Throughout the 2000s, Rosso and the Diesel Creative Team also continued working with a number of famous photographers and agencies, including Jean Pierre Khazem, Carl de Keyzer, Finlay McKay, Elaine Constantine, Mert Alas & Marcus Piggott, Louis Sebastian Pane, Johan Renck, and Terry Richardson, the latter for the celebrated "Global Warming Ready" campaign of 2007. In 2001, 2007, 2009, and 2010 Diesel was given Grand Prix awards at Cannes Lions International Advertising Festival.

There is a Diesel Art Gallery in Tokyo. In 2009, the head of Diesel's US division, Steve Birkhold, left the company shortly after agreeing a deal to sell cut-priced jeans through Macy's. In 2015 Liam Hemsworth appeared in an ad for Only The Brave. Winnie Harlow also appeared in ads that year as well.

==Talent support==

In 2001, Diesel:U:Music Radio was founded. Consisting of an independent jury with artists and producers including Ian McCulloch, Mark Ronson, and Ronnie Wood, the jury annually reviewed thousands of demos from around the world and selected winning, unsigned bands. By partnering with record labels, including Warner Music or media publishers including Vice, the winning artists were offered records deals and media publicity. In 2006, the project was broadcast live on Channel 4 in Great Britain and featured legendary avant-garde rock band Roxy Music. In 2009, the project included a global tour and radio station. The tour featured live performances by artists including Kanye West and The Roots,

In 2002, Rosso and Diesel became founding partners of ITS (International Talent Support), a competition for young designers. While Rosso has often been a member of the jury, Diesel and the OTB, its parent company, sponsored the competition financially. In 2005, the founder of i-D Magazine, Terry Jones, credited ITS for "dedicating so much passion and commitment to the selection of designers, like no other organization".

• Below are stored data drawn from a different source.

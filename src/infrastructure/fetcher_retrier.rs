use std::{sync::Arc, time::Duration};

use log::warn;
use tokio::time::sleep;

use crate::{NetworkFetcher, NetworkResponse, Query, StdResult};

/// A struct that retries a NetworkFetcher a specified number of times in case of failure with exponential backoff strategy.
pub struct FetcherRetrier {
    /// The fetcher to be retried.
    fetcher: Arc<dyn NetworkFetcher>,

    /// The maximum number of attempts for a query.
    max_retries: u32,

    /// The base delay for exponential backoff.
    base_delay: Duration,
}

impl FetcherRetrier {
    /// Creates a new `FetcherRetrier` instance with the given maximum number of retries.
    pub fn new(fetcher: Arc<dyn NetworkFetcher>, max_retries: u32, base_delay: Duration) -> Self {
        Self {
            fetcher,
            max_retries: max_retries.max(1),
            base_delay,
        }
    }

    fn calculate_exponential_backoff_delay(&self, attempt: u32) -> Duration {
        self.base_delay * (2u32.pow(attempt.min(31)))
    }
}

#[async_trait::async_trait]
impl NetworkFetcher for FetcherRetrier {
    /// Retries the query if it fails, up to the maximum number of retries.
    async fn fetch(&self, query: &Query) -> StdResult<NetworkResponse> {
        let mut attempts = 0;

        loop {
            match self.fetcher.fetch(query).await {
                Ok(response) => return Ok(response),
                Err(e) => {
                    warn!(
                        "Fetch attempt #{} of {} failed: {}",
                        attempts + 1,
                        query.operation_name(),
                        e
                    );
                    attempts += 1;
                    if attempts >= self.max_retries {
                        return Err(e.context(format!("Failed after {} attempts", attempts)));
                    }
                    sleep(self.calculate_exponential_backoff_delay(attempts)).await;
                }
            }
        }
    }
}

#[cfg(test)]
mod tests {
    use anyhow::anyhow;
    use serde_json::json;

    use crate::{MockNetworkFetcher, QueryError, RepositoryCommitsQuery};

    use super::*;

    fn dummy_query() -> Query {
        Query::from(RepositoryCommitsQuery::new("octokit"))
    }

    #[tokio::test]
    async fn fetch_success_on_first_attempt() {
        let fetcher = {
            let mut fetcher = MockNetworkFetcher::new();
            fetcher
                .expect_fetch()
                .returning(|_| Ok(NetworkResponse::new(json!({}), None)))
                .times(1);

            fetcher
        };
        let retrier = FetcherRetrier::new(Arc::new(fetcher), 3, Duration::from_millis(10));

        retrier.fetch(&dummy_query()).await.unwrap();
    }

    #[tokio::test]
    async fn fetch_success_after_retries() {
        let fetcher = {
            let mut fetcher = MockNetworkFetcher::new();
            fetcher
                .expect_fetch()
                .returning(|_| Err(anyhow!("Error fetching data")))
                .times(2);
            fetcher
                .expect_fetch()
                .returning(|_| Ok(NetworkResponse::new(json!({ "viewer": null }), None)))
                .times(1);

            fetcher
        };
        let retrier = FetcherRetrier::new(Arc::new(fetcher), 3, Duration::from_millis(10));

        let response = retrier.fetch(&dummy_query()).await.unwrap();

        assert_eq!(&json!({ "viewer": null }), response.data());
    }

    #[tokio::test]
    async fn fetch_failure_after_max_retries() {
        let fetcher = {
            let mut fetcher = MockNetworkFetcher::new();
            fetcher
                .expect_fetch()
                .returning(|_| Err(QueryError::Parse("Failed to parse response".to_string()).into()))
                .times(3);

            fetcher
        };
        let retrier = FetcherRetrier::new(Arc::new(fetcher), 3, Duration::from_millis(10));

        let error = retrier
            .fetch(&dummy_query())
            .await
            .expect_err("Expected failure after max retries");

        assert!(matches!(QueryError::from(error), QueryError::Parse(_)));
    }

    #[test]
    fn exponential_backoff_delay() {
        let retrier = FetcherRetrier::new(
            Arc::new(MockNetworkFetcher::new()),
            3,
            Duration::from_millis(10),
        );

        assert_eq!(
            Duration::from_millis(20),
            retrier.calculate_exponential_backoff_delay(1)
        );
        assert_eq!(
            Duration::from_millis(40),
            retrier.calculate_exponential_backoff_delay(2)
        );
    }
}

In 2003 and 2004, Diesel began supporting local, young artists through the Diesel New Art and Diesel Wall competitions. Diesel New Art was open to graduating artists working across various media, and would award-winning artists with solo exhibitions, shows at international art fairs, or promotion through internationally published catalogues. For Diesel Wall Diesel purchased large, unused facades in major cities and transformed them into popular exhibition spaces. Winning artworks were selected by an independent jury, and displayed on the walls for a longer period of time throughout the year. During the years a few of the jury members have included curator Hans Ulrich Obrist, film director Bigas Luna, art director and graphic designer Peter Saville, artist Patrick Tuttofuoco, art director Jérôme Sans and editors Helena Kontova and Stefano Boeri.

ANDAM (National Association for the Development of the Fashion Arts) was founded in 1989.

==Trademark dispute==
In late 1979 or early 1980, an Irish-based company, Montex, began producing jeans bearing the brand Diesel. In 1982, Diesel SpA began selling jeans under its Diesel brand in Ireland.

In 1992, Montex applied to register the Diesel trademark in Ireland. Their application was opposed by Diesel SpA. In 1994, Diesel SpA applied to register the Diesel trademark in Ireland. Their application was opposed by Montex. In 2001, the Irish Supreme Court refused to allow Montex to register the trademark. In 2012, the Irish Controller of Patents Designs and Trademarks refused to allow Diesel SpA to register the trademark. In 2024, the Irish High Court ruled that Diesel SpA was entitled to register the Diesel trademark in Ireland. This decision is open to appeal.